Le couple Persand avait intenté un procès à l’État et au ministère de la Santé suite au décès de leur nouveau-né, le 9 septembre 2015, à l’hôpital de Flacq, devenu depuis l’hôpital Bruno Cheong. Ils se faisaient une joie d’accueillir leur deuxième enfant, un petit garçon, mais celui-ci est décédé suite à des problèmes respiratoires peu après sa naissance. Ganeshan Persand s’en souvient comme si c’était hier : «Mon épouse suivait un traitement à l’hôpital de Flacq mais voyait également un médecin du privé travaillant dans le même hôpital. Quand elle a commencé à ressentir des douleurs, à deux semaines de la date de l’accouchement, elle a été admise. Le lendemain de son admission, elle a perdu les eaux. Son médecin du privé, qui était sur place à ce moment-là, l’a conduite en salle pour procéder à l’accouchement. Elle a accouché par césarienne d’un petit garçon.» Au départ, dit-il, «bann dokter inn bizin okip li parski li ti aval delo sal me apre li ti korek, li ti nepli ena okenn problem la sante. Zot inn pran li zot inn amenn li dan nursery».
Cependant, plus tard le même jour, les choses ont commencé à se compliquer pour le nouveau-né. «Dans l’après-midi, j’ai reçu un appel téléphonique me signalant que mon fils éprouvait des difficultés à respirer. Je ne comprenais pas pourquoi», souligne Ganeshan. Des démarches ont alors été entreprises afin de transférer le bébé au département des soins intensifs de l’hôpital Victoria ou celui du Nord, faute de matériel approprié pour le soigner à Flacq. Mais ce n’est que dans la soirée qu’une ambulance est venue récupérer le bébé pour le conduire à Candos. Malheureusement, ses poumons et son cerveau ayant été affectés par le manque d’oxygène, il a fini par rendre l’âme le lendemain matin. «Je n’ai jamais compris comment un établissement hospitalier pouvait ne pas disposer d’un tel appareil. S’il avait reçu suffisamment d’oxygène au bon moment, rien de tel ne se serait produit», déplore le papa du bébé décédé.
Dans l’espoir d’obtenir des explications, il avait porté plainte pour négligence médicale. Assisté de l’avoué Hunchun Gunesh et de l’avocat Vedakur Rampoortab, il a aussi entamé des poursuites en cour afin de situer les responsabilités.

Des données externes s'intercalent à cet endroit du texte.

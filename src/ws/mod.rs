//! WebSocket Module - per-client real-time delivery
//!
//! Each connected client gets one socket. The socket is auto-attached to
//! the client's personal channel (and company channel, when any) and the
//! client subscribes to room channels explicitly with `Subscribe` frames.
//! Every subscribe attempt is authorized before any event flows.

pub mod connection;

// Public re-exports
pub use connection::handle_socket;

use crate::{AppState, entities::User};
use axum::{
    Extension,
    extract::{State, ws::WebSocketUpgrade},
    response::Response,
};
use std::sync::Arc;

/// Entry point for WebSocket upgrade requests. Identity comes from the
/// authentication middleware layered on the route.
pub async fn ws_handler(
    ws: WebSocketUpgrade,
    State(state): State<Arc<AppState>>,
    Extension(current_user): Extension<User>,
) -> Response {
    ws.on_upgrade(move |socket| handle_socket(socket, state, current_user))
}
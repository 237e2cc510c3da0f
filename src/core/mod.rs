//! Core Module - infrastructural components
//!
//! - Identity resolution and membership middleware
//! - Configuration
//! - Error handling
//! - Application state

pub mod auth;
pub mod config;
pub mod error;
pub mod state;

// Re-exports to simplify imports
pub use auth::{authentication_middleware, decode_token, encode_token, room_membership_middleware, Claims};
pub use config::Config;
pub use error::AppError;
pub use state::AppState;
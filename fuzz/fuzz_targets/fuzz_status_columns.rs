//! Fuzz target for status column location.
//!
//! `StatusColumns::locate` must never panic and, when it succeeds, every
//! index it returns must point at the column it names.

#![no_main]

use libfuzzer_sys::fuzz_target;
use replica_watchdog::status::{StatusColumns, COL_LAST_SQL_ERRNO, COL_READ_MASTER_LOG_POS};

fuzz_target!(|names: Vec<&str>| {
    if let Ok(cols) = StatusColumns::locate(&names) {
        assert_eq!(names[cols.errno], COL_LAST_SQL_ERRNO);
        if let Some(i) = cols.read_pos {
            assert_eq!(names[i], COL_READ_MASTER_LOG_POS);
        }
    } else {
        assert!(!names.contains(&COL_LAST_SQL_ERRNO));
    }
});
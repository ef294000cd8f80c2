//! Fuzz target for config parsing.
//!
//! Arbitrary TOML must produce a config or an error, never a panic.

#![no_main]

use libfuzzer_sys::fuzz_target;
use replica_watchdog::config::WatchdogConfig;

fuzz_target!(|content: &str| {
    if let Ok(config) = WatchdogConfig::from_toml_str(content) {
        assert!(!config.targets.is_empty());
        let _ = config.intervals.idle_interval_duration();
        let _ = config.connection.read_timeout_duration();
    }
});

Ces six dernières années n’ont pas été de tout repos pour le couple ; plus particulièrement pour la mère du nourrisson. «Lorsque nous avons perdu notre enfant, elle a fait une dépression. Durant la première année, elle a été suivie par un psychiatre. À chaque fois qu’elle reparlait de cette douloureuse perte, elle sombrait à nouveau. Elle a donc préféré arrêter de suivre son traitement pour ne plus remuer le couteau dans la plaie.» Elle a même dû quitter sa maison pendant un temps, poursuit Ganeshan : «Mon épouse est allée vivre chez sa mère à Quatre-Soeurs pendant deux ans. Elle avait besoin de changer d’air pour ne plus penser à ce qui s’était passé.»
Lorsqu’un accord à l’amiable a finalement été proposé par les représentants de l’État et du ministère de la Santé, dit-il, le couple ne s’y est pas opposé. «Si-zan pe ale vini avek sa, nounn prefere fini avec sa parski la sante mo madam pa tro korek. Linn tromatise par sekinn ariv li», explique Ganeshan. Selon lui, «si l’État a conclu cet accord, c’est parce qu’il a reconnu qu’il était fautif. Peu importe la somme d’argent qui nous aurait été proposée, nous aurions tout de même préféré que notre enfant soit à nos côtés. Nou pou bizin viv avec sa ziska nou la mor. Li bien difisil».
Il estime que cette bataille remportée est un signal fort. «Je lance un appel à d’autres familles traversant une épreuve similaire afin qu’elles n’hésitent pas à aller de l’avant en cas de négligence médicale. Si je n’avais pas fait entendre ma voix, l’hôpital de Flacq n’aurait jamais entamé des démarches pour avoir les appareils nécessaires. Même si cela ne me ramènera pas mon enfant, je suis soulagé que d’autres familles n’auront pas à traverser la même épreuve.» Il remercie, par ailleurs, l’avoué Hunchun Gunesh et l’avocat Vedakur Rampoortab de l’avoir assisté tout au long du procès.
Avec l’argent récolté au terme de cet accord, il prévoit, notamment, de terminer la construction de la tombe de l’enfant que sa femme et lui ont perdu.